Ein Jahrhundert vor unserem literarischen Auge. Das epochale Werk des Meisters der Erzählung Südosteuropas liegt nun endlich in einer mustergültigen, gewissenhaften Übersetzung von Gero Fischer und Silvija Hinzmann vor. Die Fahnen zeigen ein Kaleidoskop der europäischen Geistes— und Kulturgeschichte, das Krleža zu einem großen europäischen Schriftsteller des 20. Jahrhunderts macht.
Ina Jun-Broda rief mich 1978 zu sich. Sie redete auf mich ein: «Die Fahnen, die müssen Sie verlegen.» Ich, jung, unerfahren, wurde von der Dicke des Romans fast erschlagen. Fünf Bände, 3000 Seiten. Mein verlegerisches Leben hatte erst begonnen.

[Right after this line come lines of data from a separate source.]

use crate::stats::HostMap;
use bytes::Bytes;
use serde::{Deserialize, Deserializer, Serialize, Serializer};
use std::fmt;
use std::str::FromStr;

/// Quality handed to the Format stage when the caller leaves it unset or out of range.
pub const DEFAULT_OUTPUT_QUALITY: i64 = 90;

/// Serde adapter carrying image bytes as standard base64 strings.
pub mod base64_bytes {
    use base64::{Engine, engine::general_purpose::STANDARD as BASE64_STANDARD};
    use bytes::Bytes;
    use serde::{Deserialize, Deserializer, Serializer};

    pub fn serialize<S: Serializer>(data: &Bytes, serializer: S) -> Result<S::Ok, S::Error> {
        serializer.serialize_str(&BASE64_STANDARD.encode(data))
    }

    pub fn deserialize<'de, D: Deserializer<'de>>(deserializer: D) -> Result<Bytes, D::Error> {
        let encoded = Option::<String>::deserialize(deserializer)?.unwrap_or_default();
        BASE64_STANDARD
            .decode(encoded.as_bytes())
            .map(Bytes::from)
            .map_err(serde::de::Error::custom)
    }
}

#[derive(Debug, Clone, Copy, PartialEq, Eq, Hash, Deserialize, Serialize)]
#[serde(rename_all = "SCREAMING_SNAKE_CASE")]
pub enum FilterKind {
    Grayscale,
    Blur,
    Sharpen,
    EdgeDetect,
    Sepia,
    Negative,
    Brightness,
    Contrast,
}

impl FilterKind {
    pub fn as_str(&self) -> &'static str {
        match self {
            FilterKind::Grayscale => "GRAYSCALE",
            FilterKind::Blur => "BLUR",
            FilterKind::Sharpen => "SHARPEN",
            FilterKind::EdgeDetect => "EDGE_DETECT",
            FilterKind::Sepia => "SEPIA",
            FilterKind::Negative => "NEGATIVE",
            FilterKind::Brightness => "BRIGHTNESS",
            FilterKind::Contrast => "CONTRAST",
        }
    }
}

impl fmt::Display for FilterKind {
    fn fmt(&self, f: &mut fmt::Formatter<'_>) -> fmt::Result {
        f.write_str(self.as_str())
    }
}

#[derive(Debug, Clone, Copy, Default, PartialEq, Eq)]
pub enum WatermarkPosition {
    TopLeft,
    TopRight,
    BottomLeft,
    #[default]
    BottomRight,
    Center,
}

impl WatermarkPosition {
    pub fn as_str(&self) -> &'static str {
        match self {
            WatermarkPosition::TopLeft => "top-left",
            WatermarkPosition::TopRight => "top-right",
            WatermarkPosition::BottomLeft => "bottom-left",
            WatermarkPosition::BottomRight => "bottom-right",
            WatermarkPosition::Center => "center",
        }
    }
}

impl FromStr for WatermarkPosition {
    type Err = String;

    /// An empty string selects the default position.
    fn from_str(s: &str) -> Result<Self, Self::Err> {
        match s.trim().to_ascii_lowercase().replace('_', "-").as_str() {
            "" | "bottom-right" => Ok(WatermarkPosition::BottomRight),
            "top-left" => Ok(WatermarkPosition::TopLeft),
            "top-right" => Ok(WatermarkPosition::TopRight),
            "bottom-left" => Ok(WatermarkPosition::BottomLeft),
            "center" => Ok(WatermarkPosition::Center),
            other => Err(format!("unknown watermark position: {other}")),
        }
    }
}

impl Serialize for WatermarkPosition {
    fn serialize<S: Serializer>(&self, serializer: S) -> Result<S::Ok, S::Error> {
        serializer.serialize_str(self.as_str())
    }
}

/// Unknown positions fall back to bottom-right.
impl<'de> Deserialize<'de> for WatermarkPosition {
    fn deserialize<D: Deserializer<'de>>(deserializer: D) -> Result<Self, D::Error> {
        let raw = lenient_string(deserializer)?;
        Ok(raw.parse().unwrap_or_else(|e| {
            log::warn!("{}, using bottom-right", e);
            WatermarkPosition::default()
        }))
    }
}

#[derive(Debug, Clone, Copy, Default, PartialEq, Eq, Serialize)]
#[serde(rename_all = "UPPERCASE")]
pub enum OutputFormat {
    #[default]
    Png,
    Jpeg,
    Webp,
}

impl OutputFormat {
    pub fn as_str(&self) -> &'static str {
        match self {
            OutputFormat::Png => "PNG",
            OutputFormat::Jpeg => "JPEG",
            OutputFormat::Webp => "WEBP",
        }
    }
}

impl FromStr for OutputFormat {
    type Err = String;

    fn from_str(s: &str) -> Result<Self, Self::Err> {
        match s.trim().to_ascii_uppercase().as_str() {
            "" | "PNG" => Ok(OutputFormat::Png),
            "JPEG" | "JPG" => Ok(OutputFormat::Jpeg),
            "WEBP" => Ok(OutputFormat::Webp),
            other => Err(format!("unknown output format: {other}")),
        }
    }
}

/// Unknown formats fall back to PNG.
impl<'de> Deserialize<'de> for OutputFormat {
    fn deserialize<D: Deserializer<'de>>(deserializer: D) -> Result<Self, D::Error> {
        let raw = lenient_string(deserializer)?;
        Ok(raw.parse().unwrap_or_else(|e| {
            log::warn!("{}, using PNG", e);
            OutputFormat::default()
        }))
    }
}

impl fmt::Display for OutputFormat {
    fn fmt(&self, f: &mut fmt::Formatter<'_>) -> fmt::Result {
        f.write_str(self.as_str())
    }
}

#[derive(Deserialize)]
#[serde(untagged)]
enum RawValue {
    Int(i64),
    Float(f64),
    Text(String),
    #[allow(dead_code)]
    Other(serde::de::IgnoredAny),
}

/// Reads a string option, treating null and non-string values as empty.
fn lenient_string<'de, D: Deserializer<'de>>(deserializer: D) -> Result<String, D::Error> {
    Ok(match Option::<RawValue>::deserialize(deserializer)? {
        Some(RawValue::Text(s)) => s,
        _ => String::new(),
    })
}

/// Reads any JSON number as an integer, saturating at the i64 bounds.
/// Null, non-finite and non-numeric values read as 0.
fn lenient_int<'de, D: Deserializer<'de>>(deserializer: D) -> Result<i64, D::Error> {
    Ok(match Option::<RawValue>::deserialize(deserializer)? {
        Some(RawValue::Int(n)) => n,
        Some(RawValue::Float(n)) if n.is_finite() => n as i64,
        Some(RawValue::Text(s)) => s.trim().parse().unwrap_or(0),
        _ => 0,
    })
}

/// Negative sizes read as 0 ("unconstrained"); oversized ones clamp to `u32::MAX`.
fn lenient_dimension<'de, D: Deserializer<'de>>(deserializer: D) -> Result<u32, D::Error> {
    let n = lenient_int(deserializer)?;
    Ok(n.clamp(0, u32::MAX as i64) as u32)
}

#[derive(Debug, Clone, Default, PartialEq, Deserialize, Serialize)]
#[serde(default)]
pub struct ProcessingOptions {
    /// 0 leaves the axis unconstrained; both 0 skips the Resize stage.
    #[serde(deserialize_with = "lenient_dimension")]
    pub target_width: u32,
    #[serde(deserialize_with = "lenient_dimension")]
    pub target_height: u32,
    pub filters: Vec<FilterKind>,
    pub add_watermark: bool,
    pub watermark_text: String,
    pub watermark_position: WatermarkPosition,
    pub output_format: OutputFormat,
    #[serde(deserialize_with = "lenient_int")]
    pub output_quality: i64,
}

impl ProcessingOptions {
    /// Applies the boundary defaults once, so stage logic never sees raw caller values.
    pub fn normalized(mut self) -> Self {
        if !(1..=100).contains(&self.output_quality) {
            if self.output_quality != 0 {
                log::warn!(
                    "output quality {} out of range, using {}",
                    self.output_quality,
                    DEFAULT_OUTPUT_QUALITY
                );
            }
            self.output_quality = DEFAULT_OUTPUT_QUALITY;
        }
        self
    }

    pub fn resize_enabled(&self) -> bool {
        self.target_width > 0 || self.target_height > 0
    }
}

#[derive(Debug, Clone, Deserialize, Serialize)]
pub struct ProcessRequest {
    #[serde(default)]
    pub filename: String,
    #[serde(with = "base64_bytes", default)]
    pub image_data: Bytes,
    #[serde(default)]
    pub options: ProcessingOptions,
}

#[derive(Debug, Clone, Default, PartialEq, Eq, Deserialize, Serialize)]
#[serde(default)]
pub struct ProcessingStats {
    pub original_size_bytes: u64,
    pub processed_size_bytes: u64,
    pub resize_time_ms: u64,
    pub filter_time_ms: u64,
    pub watermark_time_ms: u64,
    pub format_time_ms: u64,
    pub total_time_ms: u64,
    pub host_map: HostMap,
}

#[derive(Debug, Clone, Deserialize, Serialize)]
pub struct ProcessResponse {
    pub success: bool,
    pub message: String,
    pub process_id: String,
    #[serde(with = "base64_bytes", default)]
    pub processed_image: Bytes,
    pub stats: ProcessingStats,
}

impl ProcessResponse {
    pub fn completed(process_id: String, image: Bytes, stats: ProcessingStats) -> Self {
        ProcessResponse {
            success: true,
            message: "Processing completed successfully".to_string(),
            process_id,
            processed_image: image,
            stats,
        }
    }

    pub fn failed(process_id: String, message: String, stats: ProcessingStats) -> Self {
        ProcessResponse {
            success: false,
            message,
            process_id,
            processed_image: Bytes::new(),
            stats,
        }
    }
}

#[derive(Debug, Clone, Deserialize, Serialize)]
pub struct StatusInfo {
    pub process_id: String,
    pub status: String,
    pub progress_percent: u32,
    pub current_stage: String,
    pub stats: ProcessingStats,
}
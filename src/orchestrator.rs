use crate::host_pool::{PoolSnapshot, SelectionPolicy, StageKind, StagePools};
use crate::io_struct::{ProcessRequest, ProcessResponse, ProcessingOptions, ProcessingStats, StatusInfo};
use crate::stage_client::{
    FILTER_INTENSITY, HttpStageClient, StageInvoker, StageOutcome, StageParams, WATERMARK_COLOR,
    WATERMARK_FONT_SIZE, WATERMARK_OPACITY,
};
use crate::stats::StatsRecorder;
use bytes::Bytes;
use futures::future::join_all;
use serde::Serialize;
use std::sync::Arc;
use std::time::{Duration, Instant};
use uuid::Uuid;

#[derive(Debug, Clone)]
pub struct OrchestratorConfig {
    pub host: String,
    pub port: u16,
    pub policy: String,
    pub resize_hosts: Vec<String>,
    pub filter_hosts: Vec<String>,
    pub watermark_hosts: Vec<String>,
    pub format_hosts: Vec<String>,
    pub log_interval: u64,
    pub timeout: u64,
    pub max_inflight_per_endpoint: usize,
    pub max_payload_size: usize,
}

impl Default for OrchestratorConfig {
    fn default() -> Self {
        Self {
            host: "0.0.0.0".to_string(),
            port: 50055,
            policy: "round_robin".to_string(),
            resize_hosts: vec!["localhost:50052".to_string()],
            filter_hosts: vec!["localhost:50053".to_string()],
            watermark_hosts: vec!["localhost:50054".to_string()],
            format_hosts: vec!["localhost:50056".to_string()],
            log_interval: 30,
            timeout: 600,
            max_inflight_per_endpoint: 32,
            max_payload_size: 64 * 1024 * 1024,
        }
    }
}

/// One step of a pipeline run: the host-map label and the worker call to make.
#[derive(Debug, Clone, PartialEq)]
pub struct PlannedStage {
    pub label: String,
    pub params: StageParams,
}

impl PlannedStage {
    pub fn kind(&self) -> StageKind {
        self.params.kind()
    }
}

/// Turns normalized options into the ordered list of worker calls.
///
/// Order is fixed: Resize, each filter in the given order, Watermark, Format.
/// Format is always present.
pub fn plan_stages(options: &ProcessingOptions) -> Vec<PlannedStage> {
    let mut plan = Vec::with_capacity(options.filters.len() + 3);
    if options.resize_enabled() {
        plan.push(PlannedStage {
            label: "Resize".to_string(),
            params: StageParams::Resize {
                target_width: options.target_width,
                target_height: options.target_height,
                maintain_aspect_ratio: true,
            },
        });
    }
    for (i, filter) in options.filters.iter().enumerate() {
        plan.push(PlannedStage {
            label: format!("Filter-{} ({})", i + 1, filter),
            params: StageParams::Filter {
                filter_type: *filter,
                intensity: FILTER_INTENSITY,
            },
        });
    }
    if options.add_watermark {
        plan.push(PlannedStage {
            label: "Watermark".to_string(),
            params: StageParams::Watermark {
                text: options.watermark_text.clone(),
                position: options.watermark_position,
                font_size: WATERMARK_FONT_SIZE,
                color: WATERMARK_COLOR.to_string(),
                opacity: WATERMARK_OPACITY,
            },
        });
    }
    plan.push(PlannedStage {
        label: "Format".to_string(),
        params: StageParams::Format {
            format: options.output_format,
            quality: options.output_quality,
        },
    });
    plan
}

#[derive(Debug, Clone, Serialize)]
pub struct ProbeReport {
    pub stage: StageKind,
    pub address: String,
    pub reachable: bool,
    pub detail: String,
}

/// The pipeline coordinator. Cheap to clone; all clones share pools and cursors.
#[derive(Debug, Clone)]
pub struct Orchestrator {
    pools: Arc<StagePools>,
    invoker: Arc<dyn StageInvoker>,
    probe_client: reqwest::Client,
    pub log_interval: u64,
}

impl Orchestrator {
    pub fn new(config: OrchestratorConfig) -> anyhow::Result<Self> {
        let policy = SelectionPolicy::parse(&config.policy)?;
        let pools = StagePools::new(
            policy,
            &config.resize_hosts,
            &config.filter_hosts,
            &config.watermark_hosts,
            &config.format_hosts,
            config.max_inflight_per_endpoint,
        )?;
        let client = HttpStageClient::new(Duration::from_secs(config.timeout))?;
        let probe_client = client.client().clone();
        Ok(Self {
            pools: Arc::new(pools),
            invoker: Arc::new(client),
            probe_client,
            log_interval: config.log_interval,
        })
    }

    /// Builds an orchestrator around a custom stage invoker.
    pub fn with_invoker(pools: StagePools, invoker: Arc<dyn StageInvoker>) -> Self {
        Self {
            pools: Arc::new(pools),
            invoker,
            probe_client: reqwest::Client::new(),
            log_interval: 0,
        }
    }

    pub fn pools(&self) -> &StagePools {
        &self.pools
    }

    pub fn pool_snapshot(&self) -> Vec<PoolSnapshot> {
        self.pools.snapshot()
    }

    pub async fn process(&self, req: ProcessRequest) -> ProcessResponse {
        self.process_image(&req.filename, req.image_data, req.options)
            .await
    }

    /// Runs the full pipeline for one image.
    ///
    /// Always returns a response; on the first failing stage the run stops and
    /// the response carries the stats gathered so far.
    pub async fn process_image(
        &self,
        filename: &str,
        image_data: Bytes,
        options: ProcessingOptions,
    ) -> ProcessResponse {
        let process_id = Uuid::new_v4().to_string();
        let options = options.normalized();
        let mut stats = StatsRecorder::start(image_data.len());
        log::info!(
            "Processing {:?} (process_id={}, {} bytes)",
            filename,
            process_id,
            image_data.len()
        );

        if !options.resize_enabled() {
            log::debug!("[{}] skipping resize", process_id);
        }
        if options.filters.is_empty() {
            log::debug!("[{}] skipping filters", process_id);
        }
        if !options.add_watermark {
            log::debug!("[{}] skipping watermark", process_id);
        }

        let mut current = image_data;
        for stage in plan_stages(&options) {
            let kind = stage.kind();
            let endpoint = self.pools.next(kind);
            log::info!("[{}] {} -> {}", process_id, stage.label, endpoint.address());
            stats.record_host(&stage.label, endpoint.address());
            stats.stage_started(kind);

            let sent_at = Instant::now();
            let outcome = self
                .invoker
                .invoke(&endpoint, &process_id, current, &stage.params)
                .await;
            match outcome {
                StageOutcome::Success(done) => {
                    stats.stage_finished(kind, done.processing_time_ms, sent_at.elapsed());
                    log::debug!(
                        "[{}] {} done in {}ms: {}",
                        process_id,
                        stage.label,
                        done.processing_time_ms,
                        done.message
                    );
                    if let Some((w, h)) = done.dimensions {
                        log::debug!("[{}] resized to {}x{}", process_id, w, h);
                    }
                    current = done.payload;
                }
                StageOutcome::Failure { message } => {
                    stats.stage_failed(kind);
                    let message = format!("{} failed: {}", stage.label, message);
                    log::error!("[{}] pipeline aborted: {}", process_id, message);
                    return ProcessResponse::failed(process_id, message, stats.finish_failure());
                }
            }
        }

        let stats = stats.finish_success(current.len());
        log::info!(
            "[{}] pipeline complete in {}ms ({} -> {} bytes)",
            process_id,
            stats.total_time_ms,
            stats.original_size_bytes,
            stats.processed_size_bytes
        );
        ProcessResponse::completed(process_id, current, stats)
    }

    /// Status lookup stub: every id reports as completed.
    ///
    /// Runs are synchronous and nothing is kept after a response is sent, so
    /// there is no job state to consult.
    pub fn get_processing_status(&self, process_id: &str) -> StatusInfo {
        StatusInfo {
            process_id: process_id.to_string(),
            status: "completed".to_string(),
            progress_percent: 100,
            current_stage: "done".to_string(),
            stats: ProcessingStats::default(),
        }
    }

    /// Checks `GET /health` on every configured worker.
    pub async fn probe_workers(&self) -> Vec<ProbeReport> {
        let endpoints = self.pools.all_endpoints();
        let tasks = endpoints.iter().map(|endpoint| async move {
            let result = self
                .probe_client
                .get(endpoint.api_path("/health"))
                .send()
                .await;
            let (reachable, detail) = match result {
                Ok(resp) if resp.status().is_success() => (true, resp.status().to_string()),
                Ok(resp) => (false, resp.status().to_string()),
                Err(e) => (false, e.to_string()),
            };
            ProbeReport {
                stage: endpoint.stage,
                address: endpoint.address().to_string(),
                reachable,
                detail,
            }
        });
        join_all(tasks).await
    }
}
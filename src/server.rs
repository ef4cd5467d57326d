use crate::io_struct::ProcessRequest;
use crate::orchestrator::{Orchestrator, OrchestratorConfig};
use actix_web::{HttpRequest, HttpResponse, HttpServer, get, post, web};
use serde_json::json;
use std::io::Write;

#[get("/health")]
pub async fn health(_req: HttpRequest, _: web::Data<Orchestrator>) -> HttpResponse {
    HttpResponse::Ok().body("Ok")
}

#[post("/process_image")]
pub async fn process_image(
    _req: HttpRequest,
    req: web::Json<ProcessRequest>,
    app_state: web::Data<Orchestrator>,
) -> HttpResponse {
    let resp = app_state.process(req.into_inner()).await;
    HttpResponse::Ok().json(resp)
}

#[get("/processing_status/{process_id}")]
pub async fn processing_status(
    path: web::Path<String>,
    app_state: web::Data<Orchestrator>,
) -> HttpResponse {
    HttpResponse::Ok().json(app_state.get_processing_status(&path.into_inner()))
}

#[get("/get_pools")]
pub async fn get_pools(_req: HttpRequest, app_state: web::Data<Orchestrator>) -> HttpResponse {
    HttpResponse::Ok().json(json!({ "pools": app_state.pool_snapshot() }))
}

#[get("/probe_workers")]
pub async fn probe_workers(
    _req: HttpRequest,
    app_state: web::Data<Orchestrator>,
) -> HttpResponse {
    let reports = app_state.probe_workers().await;
    let all_reachable = reports.iter().all(|r| r.reachable);
    HttpResponse::Ok().json(json!({
        "all_reachable": all_reachable,
        "workers": reports,
    }))
}

/// Registers every route on an actix app. Shared by `startup` and the HTTP tests.
pub fn configure(cfg: &mut web::ServiceConfig) {
    cfg.service(health)
        .service(process_image)
        .service(processing_status)
        .service(get_pools)
        .service(probe_workers);
}

/// Logs pool dispatch and in-flight counters every `log_interval` seconds.
pub async fn periodic_logging(orchestrator: Orchestrator) {
    if orchestrator.log_interval == 0 {
        return futures::future::pending().await;
    }
    loop {
        tokio::time::sleep(std::time::Duration::from_secs(orchestrator.log_interval)).await;
        for pool in orchestrator.pool_snapshot() {
            log::info!("Pool {}", pool);
        }
    }
}

/// Installs the global logger. `RUST_LOG` overrides `default_level`.
pub fn init_logging(default_level: &str) {
    let level = default_level
        .parse::<log::LevelFilter>()
        .unwrap_or(log::LevelFilter::Info);
    env_logger::Builder::new()
        .format(|buf, record| {
            writeln!(
                buf,
                "{} - {} - {}",
                chrono::Local::now().format("%Y-%m-%d %H:%M:%S"),
                record.level(),
                record.args()
            )
        })
        .filter(None, level)
        .parse_default_env()
        .init();
}

pub async fn startup(config: OrchestratorConfig, orchestrator: Orchestrator) -> std::io::Result<()> {
    for pool in orchestrator.pool_snapshot() {
        let addrs = pool
            .endpoints
            .iter()
            .map(|e| e.address.as_str())
            .collect::<Vec<_>>();
        log::info!(
            "{} instances: {} - [{}] ({})",
            pool.stage,
            addrs.len(),
            addrs.join(", "),
            pool.policy
        );
    }
    log::info!("Starting orchestrator at {}:{}", config.host, config.port);

    let app_state = web::Data::new(orchestrator);
    let payload_limit = config.max_payload_size;

    HttpServer::new(move || {
        actix_web::App::new()
            .wrap(actix_web::middleware::Logger::default())
            .app_data(app_state.clone())
            .app_data(web::JsonConfig::default().limit(payload_limit))
            .configure(configure)
    })
    .bind((config.host, config.port))?
    .run()
    .await?;

    std::io::Result::Ok(())
}
//! Per-request execution trace and timing.

use crate::host_pool::StageKind;
use crate::io_struct::ProcessingStats;
use indexmap::IndexMap;
use std::time::{Duration, Instant};

/// Stage label to worker address, in dispatch order.
pub type HostMap = IndexMap<String, String>;

fn as_millis(d: Duration) -> u64 {
    u64::try_from(d.as_millis()).unwrap_or(u64::MAX)
}

/// Accumulates `ProcessingStats` for one pipeline run.
#[derive(Debug)]
pub struct StatsRecorder {
    started: Instant,
    filters_started: Option<Instant>,
    stats: ProcessingStats,
}

impl StatsRecorder {
    pub fn start(original_size: usize) -> Self {
        StatsRecorder {
            started: Instant::now(),
            filters_started: None,
            stats: ProcessingStats {
                original_size_bytes: original_size as u64,
                ..Default::default()
            },
        }
    }

    pub fn record_host(&mut self, label: &str, address: &str) {
        self.stats
            .host_map
            .insert(label.to_string(), address.to_string());
    }

    /// Marks the start of a dispatch. The first filter dispatch opens the filter window.
    pub fn stage_started(&mut self, stage: StageKind) {
        if stage == StageKind::Filter && self.filters_started.is_none() {
            self.filters_started = Some(Instant::now());
        }
    }

    /// Records a finished stage call.
    ///
    /// `reported_ms` is what the worker claims; it is capped by the round trip
    /// we observed. Filters ignore it and use wall clock since the first filter.
    pub fn stage_finished(&mut self, stage: StageKind, reported_ms: u64, round_trip: Duration) {
        let ms = reported_ms.min(as_millis(round_trip));
        match stage {
            StageKind::Resize => self.stats.resize_time_ms = ms,
            StageKind::Filter => {
                self.stats.filter_time_ms = self.filters_started.map_or(0, |t| as_millis(t.elapsed()))
            }
            StageKind::Watermark => self.stats.watermark_time_ms = ms,
            StageKind::Format => self.stats.format_time_ms = ms,
        }
    }

    /// Closes a failed stage. Only the filter window carries partial time.
    pub fn stage_failed(&mut self, stage: StageKind) {
        if stage == StageKind::Filter {
            self.stage_finished(stage, 0, Duration::ZERO);
        }
    }

    pub fn finish_success(mut self, processed_size: usize) -> ProcessingStats {
        self.stats.processed_size_bytes = processed_size as u64;
        self.stats.total_time_ms = as_millis(self.started.elapsed());
        self.stats
    }

    pub fn finish_failure(mut self) -> ProcessingStats {
        self.stats.total_time_ms = as_millis(self.started.elapsed());
        self.stats
    }
}
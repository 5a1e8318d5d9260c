mod bot;
mod commands;
mod config;
mod error;
mod guard;
mod keepalive;
mod model;
mod session;
mod storage;
mod store;
mod telegram;
mod telemetry;
mod transport;

use std::process::ExitCode;

use clap::{Parser, Subcommand};

use commands::doctor::DoctorArgs;
use commands::serve::ServeArgs;
use commands::status::StatusArgs;

#[derive(Debug, Parser)]
#[command(
    name = "checkpost",
    version,
    about = "Checkpoint status board bot with subscriber fan-out"
)]
struct Cli {
    #[command(subcommand)]
    command: Commands,
}

#[derive(Debug, Subcommand)]
enum Commands {
    /// Run the bot: poll for updates, answer commands, fan out changes
    Serve(ServeArgs),
    /// Print the stored checkpoint board
    Status(StatusArgs),
    /// Validate configuration and storage
    Doctor(DoctorArgs),
}

impl Commands {
    const fn name(&self) -> &'static str {
        match self {
            Self::Serve(_) => "serve",
            Self::Status(_) => "status",
            Self::Doctor(_) => "doctor",
        }
    }
}

fn main() -> ExitCode {
    telemetry::init();

    let cli = Cli::parse();

    let _span = tracing::info_span!("command", name = cli.command.name()).entered();

    let result = match cli.command {
        Commands::Serve(args) => args.execute(),
        Commands::Status(args) => args.execute(),
        Commands::Doctor(args) => args.execute(),
    };

    match result {
        Ok(()) => ExitCode::SUCCESS,
        Err(e) => {
            if let Some(exit_err) = e.downcast_ref::<error::ExitError>() {
                eprintln!("error: {exit_err}");
                exit_err.exit_code()
            } else {
                eprintln!("error: {e:#}");
                ExitCode::FAILURE
            }
        }
    }
}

1979 erzählte mir Ina Jun-Broda, die legendäre Übersetzerin aus den jugoslawischen Sprachen, von ihrem Gespräch mit Miroslav Krleža: «Für eine deutschsprachige Übersetzung kürze ich Ihnen Die Fahnen ein. Auf 800 Seiten. Weniger geht nicht. Und Sie übersetzen das!»
Krleža stirbt Ende 1981, Ina folgt bald danach (August 1983).
Krieg und Frieden. Europa zerfällt. Zwischen Wien und Zagreb, Budapest und Belgrad — quer durch Musils Kakanien. Die letzten Tage der Menschheit brechen an. Züge rasen hin und her. Politik, Wirtschaft, Regierungen, Beziehungen und Familien zerbrechen.
In seinem umfangreichsten Werk, dem ab 1962 veröffentlichten fünfbändigen Roman Die Fahnen (Zastave), der in den Jahren 1912 bis 1922 spielt und jetzt erstmals in einer deutschen Übersetzung vorliegt, zeichnet Krleža ein Panorama von der geistesgeschichtlichen und politischen Situation Europas zu Beginn des 20. Jahrhunderts. Das Schicksal von Bürgern, Aristokraten, Politikern, Ministern, Bürokraten, Generälen, Kriegsgewinnlern und Träumern, die ganze Galerie der ungarischen, kroatischen und serbischen Intelligenz — steht im Vordergrund dieser Chronik. Kriegsereignisse und Liebesbeziehungen werden miteinander verwoben.